= About this exercise =
Whenever a line below includes the word "then", copy that line.

--

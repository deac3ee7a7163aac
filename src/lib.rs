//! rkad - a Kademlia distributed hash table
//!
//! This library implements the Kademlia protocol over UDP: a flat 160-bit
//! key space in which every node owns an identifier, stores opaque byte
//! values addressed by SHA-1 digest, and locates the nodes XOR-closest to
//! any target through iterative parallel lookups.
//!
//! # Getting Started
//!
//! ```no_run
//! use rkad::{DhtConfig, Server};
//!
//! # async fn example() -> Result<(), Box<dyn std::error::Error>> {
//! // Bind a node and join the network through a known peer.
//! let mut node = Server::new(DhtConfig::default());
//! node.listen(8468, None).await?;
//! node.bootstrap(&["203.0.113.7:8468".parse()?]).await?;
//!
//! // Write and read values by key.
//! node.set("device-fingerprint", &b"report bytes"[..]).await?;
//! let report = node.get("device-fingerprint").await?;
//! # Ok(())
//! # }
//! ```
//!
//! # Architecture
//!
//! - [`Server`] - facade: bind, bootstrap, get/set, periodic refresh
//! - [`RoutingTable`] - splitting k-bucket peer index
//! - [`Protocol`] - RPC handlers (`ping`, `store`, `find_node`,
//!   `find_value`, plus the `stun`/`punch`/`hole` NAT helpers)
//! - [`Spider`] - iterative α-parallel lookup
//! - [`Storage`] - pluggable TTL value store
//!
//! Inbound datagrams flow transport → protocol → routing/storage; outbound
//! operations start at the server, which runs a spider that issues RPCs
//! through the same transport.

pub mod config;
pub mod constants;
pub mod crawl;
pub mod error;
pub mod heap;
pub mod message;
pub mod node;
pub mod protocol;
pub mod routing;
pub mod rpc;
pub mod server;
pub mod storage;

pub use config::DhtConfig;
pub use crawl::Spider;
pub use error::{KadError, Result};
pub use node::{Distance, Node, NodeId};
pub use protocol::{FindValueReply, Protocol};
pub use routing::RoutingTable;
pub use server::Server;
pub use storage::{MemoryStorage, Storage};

--

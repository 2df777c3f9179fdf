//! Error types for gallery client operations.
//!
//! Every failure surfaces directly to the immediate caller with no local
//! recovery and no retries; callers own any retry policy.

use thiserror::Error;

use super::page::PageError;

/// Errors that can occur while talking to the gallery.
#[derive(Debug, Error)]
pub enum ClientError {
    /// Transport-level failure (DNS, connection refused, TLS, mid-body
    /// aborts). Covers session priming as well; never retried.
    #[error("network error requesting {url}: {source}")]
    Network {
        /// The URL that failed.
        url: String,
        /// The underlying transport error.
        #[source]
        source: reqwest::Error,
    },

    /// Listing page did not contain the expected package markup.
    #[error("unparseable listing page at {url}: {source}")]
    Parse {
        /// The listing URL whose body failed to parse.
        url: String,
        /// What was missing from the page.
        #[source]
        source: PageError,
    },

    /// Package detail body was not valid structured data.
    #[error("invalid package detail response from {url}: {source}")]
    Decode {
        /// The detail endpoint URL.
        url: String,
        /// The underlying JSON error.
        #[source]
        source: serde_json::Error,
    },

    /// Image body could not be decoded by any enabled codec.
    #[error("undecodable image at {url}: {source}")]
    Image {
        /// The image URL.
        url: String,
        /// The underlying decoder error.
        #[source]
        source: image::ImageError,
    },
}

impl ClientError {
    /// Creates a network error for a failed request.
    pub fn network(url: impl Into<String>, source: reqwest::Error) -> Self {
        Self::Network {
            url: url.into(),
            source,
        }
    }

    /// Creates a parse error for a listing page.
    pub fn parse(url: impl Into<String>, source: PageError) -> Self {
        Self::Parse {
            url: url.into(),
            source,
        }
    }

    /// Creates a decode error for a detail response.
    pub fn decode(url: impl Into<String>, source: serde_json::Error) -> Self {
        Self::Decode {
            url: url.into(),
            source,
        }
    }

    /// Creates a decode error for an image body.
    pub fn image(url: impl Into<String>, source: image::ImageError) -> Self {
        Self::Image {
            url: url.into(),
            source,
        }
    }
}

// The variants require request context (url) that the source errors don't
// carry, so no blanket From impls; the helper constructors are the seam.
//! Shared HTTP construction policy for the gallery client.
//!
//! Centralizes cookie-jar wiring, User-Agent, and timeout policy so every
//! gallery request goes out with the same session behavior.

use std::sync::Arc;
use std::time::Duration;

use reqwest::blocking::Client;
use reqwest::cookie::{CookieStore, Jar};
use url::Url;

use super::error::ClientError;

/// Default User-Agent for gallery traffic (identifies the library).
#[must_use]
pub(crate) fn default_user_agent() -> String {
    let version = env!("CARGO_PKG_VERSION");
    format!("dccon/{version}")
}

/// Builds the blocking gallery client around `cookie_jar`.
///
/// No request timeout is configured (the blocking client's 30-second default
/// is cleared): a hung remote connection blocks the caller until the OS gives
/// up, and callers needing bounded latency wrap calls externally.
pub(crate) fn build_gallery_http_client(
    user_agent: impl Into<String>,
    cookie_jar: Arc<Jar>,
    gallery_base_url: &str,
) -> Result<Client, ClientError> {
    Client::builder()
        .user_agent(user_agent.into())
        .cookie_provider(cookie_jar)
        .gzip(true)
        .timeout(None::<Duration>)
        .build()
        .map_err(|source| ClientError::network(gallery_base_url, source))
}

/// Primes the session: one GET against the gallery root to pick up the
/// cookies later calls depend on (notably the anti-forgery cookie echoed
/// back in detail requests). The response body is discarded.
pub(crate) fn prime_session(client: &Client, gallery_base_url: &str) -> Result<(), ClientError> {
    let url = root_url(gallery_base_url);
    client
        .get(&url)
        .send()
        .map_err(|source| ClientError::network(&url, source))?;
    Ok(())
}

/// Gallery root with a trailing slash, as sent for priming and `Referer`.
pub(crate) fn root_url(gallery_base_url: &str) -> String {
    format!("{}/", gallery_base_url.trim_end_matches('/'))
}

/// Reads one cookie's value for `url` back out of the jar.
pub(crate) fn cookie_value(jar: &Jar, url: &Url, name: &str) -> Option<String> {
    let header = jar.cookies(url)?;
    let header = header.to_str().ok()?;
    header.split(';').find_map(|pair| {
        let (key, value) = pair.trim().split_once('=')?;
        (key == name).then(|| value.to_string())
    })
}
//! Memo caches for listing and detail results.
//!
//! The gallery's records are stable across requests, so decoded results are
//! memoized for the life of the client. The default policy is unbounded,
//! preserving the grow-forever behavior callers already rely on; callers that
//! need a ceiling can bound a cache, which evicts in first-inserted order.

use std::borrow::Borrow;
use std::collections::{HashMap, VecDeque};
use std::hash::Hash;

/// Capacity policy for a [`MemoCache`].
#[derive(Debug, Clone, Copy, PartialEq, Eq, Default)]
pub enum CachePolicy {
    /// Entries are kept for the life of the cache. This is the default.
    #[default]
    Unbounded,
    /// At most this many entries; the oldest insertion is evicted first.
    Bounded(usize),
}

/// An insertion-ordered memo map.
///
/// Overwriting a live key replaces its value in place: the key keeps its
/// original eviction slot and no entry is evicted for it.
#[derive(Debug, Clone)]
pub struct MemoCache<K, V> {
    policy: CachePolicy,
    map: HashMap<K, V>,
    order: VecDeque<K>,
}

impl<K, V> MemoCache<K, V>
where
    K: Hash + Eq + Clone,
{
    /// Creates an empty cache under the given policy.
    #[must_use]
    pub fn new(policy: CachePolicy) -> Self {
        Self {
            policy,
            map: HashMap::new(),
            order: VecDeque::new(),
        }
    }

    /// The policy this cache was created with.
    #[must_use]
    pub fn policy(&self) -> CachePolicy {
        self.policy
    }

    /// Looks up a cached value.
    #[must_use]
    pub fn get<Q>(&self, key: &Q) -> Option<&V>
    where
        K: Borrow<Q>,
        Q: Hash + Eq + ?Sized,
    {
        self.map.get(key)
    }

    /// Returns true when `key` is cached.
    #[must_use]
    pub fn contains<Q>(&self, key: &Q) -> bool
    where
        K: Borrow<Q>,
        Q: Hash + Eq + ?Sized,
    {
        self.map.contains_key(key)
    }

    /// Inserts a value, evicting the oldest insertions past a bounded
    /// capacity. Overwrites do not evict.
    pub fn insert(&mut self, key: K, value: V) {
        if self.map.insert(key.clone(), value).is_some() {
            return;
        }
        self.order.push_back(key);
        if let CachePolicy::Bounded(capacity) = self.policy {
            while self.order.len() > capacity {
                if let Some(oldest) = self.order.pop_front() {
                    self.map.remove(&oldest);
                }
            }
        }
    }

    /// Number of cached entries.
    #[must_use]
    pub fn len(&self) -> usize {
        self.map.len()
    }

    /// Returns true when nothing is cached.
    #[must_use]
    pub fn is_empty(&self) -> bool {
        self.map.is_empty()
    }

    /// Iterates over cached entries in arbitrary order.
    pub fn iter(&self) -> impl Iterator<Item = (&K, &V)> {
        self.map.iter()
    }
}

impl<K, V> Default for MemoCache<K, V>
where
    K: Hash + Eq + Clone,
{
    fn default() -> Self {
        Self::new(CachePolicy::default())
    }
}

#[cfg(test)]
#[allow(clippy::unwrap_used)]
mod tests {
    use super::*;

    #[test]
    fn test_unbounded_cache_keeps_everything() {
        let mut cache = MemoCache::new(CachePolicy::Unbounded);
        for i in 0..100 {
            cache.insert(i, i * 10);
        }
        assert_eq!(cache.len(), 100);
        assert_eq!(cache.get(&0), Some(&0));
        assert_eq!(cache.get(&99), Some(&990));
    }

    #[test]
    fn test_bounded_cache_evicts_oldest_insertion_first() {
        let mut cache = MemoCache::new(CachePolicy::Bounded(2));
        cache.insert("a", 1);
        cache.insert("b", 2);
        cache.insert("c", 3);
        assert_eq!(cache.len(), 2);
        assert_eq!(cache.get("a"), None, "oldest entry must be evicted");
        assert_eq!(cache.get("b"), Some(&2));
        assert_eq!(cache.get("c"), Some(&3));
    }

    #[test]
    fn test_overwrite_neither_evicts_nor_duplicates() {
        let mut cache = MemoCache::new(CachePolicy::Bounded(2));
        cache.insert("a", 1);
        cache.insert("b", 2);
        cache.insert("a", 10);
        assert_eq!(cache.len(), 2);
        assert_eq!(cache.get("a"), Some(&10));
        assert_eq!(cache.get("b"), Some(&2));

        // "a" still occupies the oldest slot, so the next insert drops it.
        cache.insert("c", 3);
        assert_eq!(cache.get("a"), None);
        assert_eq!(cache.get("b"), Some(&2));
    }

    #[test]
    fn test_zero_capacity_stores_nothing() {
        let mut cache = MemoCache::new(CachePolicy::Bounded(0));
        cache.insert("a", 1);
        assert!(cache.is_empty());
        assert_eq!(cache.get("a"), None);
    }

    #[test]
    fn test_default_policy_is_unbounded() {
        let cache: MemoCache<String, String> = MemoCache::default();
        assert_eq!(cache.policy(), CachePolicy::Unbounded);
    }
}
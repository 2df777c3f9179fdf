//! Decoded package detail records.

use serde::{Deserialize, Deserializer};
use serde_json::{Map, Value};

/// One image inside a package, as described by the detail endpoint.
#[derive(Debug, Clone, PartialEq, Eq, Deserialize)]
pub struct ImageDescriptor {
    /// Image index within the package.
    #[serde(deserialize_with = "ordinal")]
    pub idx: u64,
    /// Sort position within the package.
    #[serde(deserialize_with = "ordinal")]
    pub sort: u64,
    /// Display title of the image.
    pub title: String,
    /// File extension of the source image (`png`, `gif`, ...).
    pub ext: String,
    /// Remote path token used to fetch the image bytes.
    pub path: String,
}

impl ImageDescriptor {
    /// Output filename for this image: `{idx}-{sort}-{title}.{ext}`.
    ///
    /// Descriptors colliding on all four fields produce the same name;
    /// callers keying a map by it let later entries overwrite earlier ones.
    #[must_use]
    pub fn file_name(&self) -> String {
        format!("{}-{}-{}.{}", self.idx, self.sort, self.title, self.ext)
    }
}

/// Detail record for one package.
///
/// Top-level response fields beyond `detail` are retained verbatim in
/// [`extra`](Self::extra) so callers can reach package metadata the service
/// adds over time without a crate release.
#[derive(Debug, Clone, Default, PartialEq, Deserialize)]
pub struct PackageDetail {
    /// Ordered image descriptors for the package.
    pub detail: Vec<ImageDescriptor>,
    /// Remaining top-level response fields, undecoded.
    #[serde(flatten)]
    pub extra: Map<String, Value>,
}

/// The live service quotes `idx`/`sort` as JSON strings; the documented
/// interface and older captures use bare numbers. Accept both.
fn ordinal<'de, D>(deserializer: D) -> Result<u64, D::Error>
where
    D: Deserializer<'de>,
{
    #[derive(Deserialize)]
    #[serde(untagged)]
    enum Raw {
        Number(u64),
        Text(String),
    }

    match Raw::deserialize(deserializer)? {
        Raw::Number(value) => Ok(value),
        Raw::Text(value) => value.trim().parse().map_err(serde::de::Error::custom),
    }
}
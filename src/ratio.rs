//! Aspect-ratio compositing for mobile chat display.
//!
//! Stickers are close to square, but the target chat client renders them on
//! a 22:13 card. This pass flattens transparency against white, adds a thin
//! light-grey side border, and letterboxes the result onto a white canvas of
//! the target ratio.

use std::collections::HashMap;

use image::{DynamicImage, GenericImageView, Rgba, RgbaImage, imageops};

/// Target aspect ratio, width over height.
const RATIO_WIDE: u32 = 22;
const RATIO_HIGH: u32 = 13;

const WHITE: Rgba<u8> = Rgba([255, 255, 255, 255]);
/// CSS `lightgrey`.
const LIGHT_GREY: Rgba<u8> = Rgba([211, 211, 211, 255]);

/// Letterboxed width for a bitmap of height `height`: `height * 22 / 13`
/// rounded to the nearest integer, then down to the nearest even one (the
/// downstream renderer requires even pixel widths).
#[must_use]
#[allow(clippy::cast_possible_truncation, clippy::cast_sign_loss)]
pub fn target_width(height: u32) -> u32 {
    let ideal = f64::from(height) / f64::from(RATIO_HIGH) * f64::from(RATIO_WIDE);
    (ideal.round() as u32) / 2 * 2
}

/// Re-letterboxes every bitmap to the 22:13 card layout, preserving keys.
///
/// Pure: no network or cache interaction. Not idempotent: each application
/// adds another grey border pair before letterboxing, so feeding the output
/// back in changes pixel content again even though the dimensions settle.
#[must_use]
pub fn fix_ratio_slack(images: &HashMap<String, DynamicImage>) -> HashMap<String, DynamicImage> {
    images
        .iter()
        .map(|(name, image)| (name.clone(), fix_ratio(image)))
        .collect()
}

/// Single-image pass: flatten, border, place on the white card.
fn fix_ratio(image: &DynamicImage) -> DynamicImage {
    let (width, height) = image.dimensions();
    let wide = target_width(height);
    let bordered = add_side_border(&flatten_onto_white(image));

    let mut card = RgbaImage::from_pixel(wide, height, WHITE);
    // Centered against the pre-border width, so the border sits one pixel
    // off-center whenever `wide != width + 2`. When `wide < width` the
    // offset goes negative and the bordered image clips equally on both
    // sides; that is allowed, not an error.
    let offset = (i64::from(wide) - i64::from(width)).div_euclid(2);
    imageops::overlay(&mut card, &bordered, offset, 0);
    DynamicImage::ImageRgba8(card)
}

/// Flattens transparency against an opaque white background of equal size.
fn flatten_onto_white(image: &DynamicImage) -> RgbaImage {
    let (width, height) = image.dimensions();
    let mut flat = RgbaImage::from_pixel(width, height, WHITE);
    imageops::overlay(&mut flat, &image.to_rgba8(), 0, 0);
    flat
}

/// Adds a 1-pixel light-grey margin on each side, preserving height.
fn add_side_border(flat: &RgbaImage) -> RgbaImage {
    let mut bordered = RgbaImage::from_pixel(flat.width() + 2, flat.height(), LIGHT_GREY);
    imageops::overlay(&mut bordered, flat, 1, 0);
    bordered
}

--

= Task answer =
        (key == name).then(|| value.to_string())
/// rounded to the nearest integer, then down to the nearest even one (the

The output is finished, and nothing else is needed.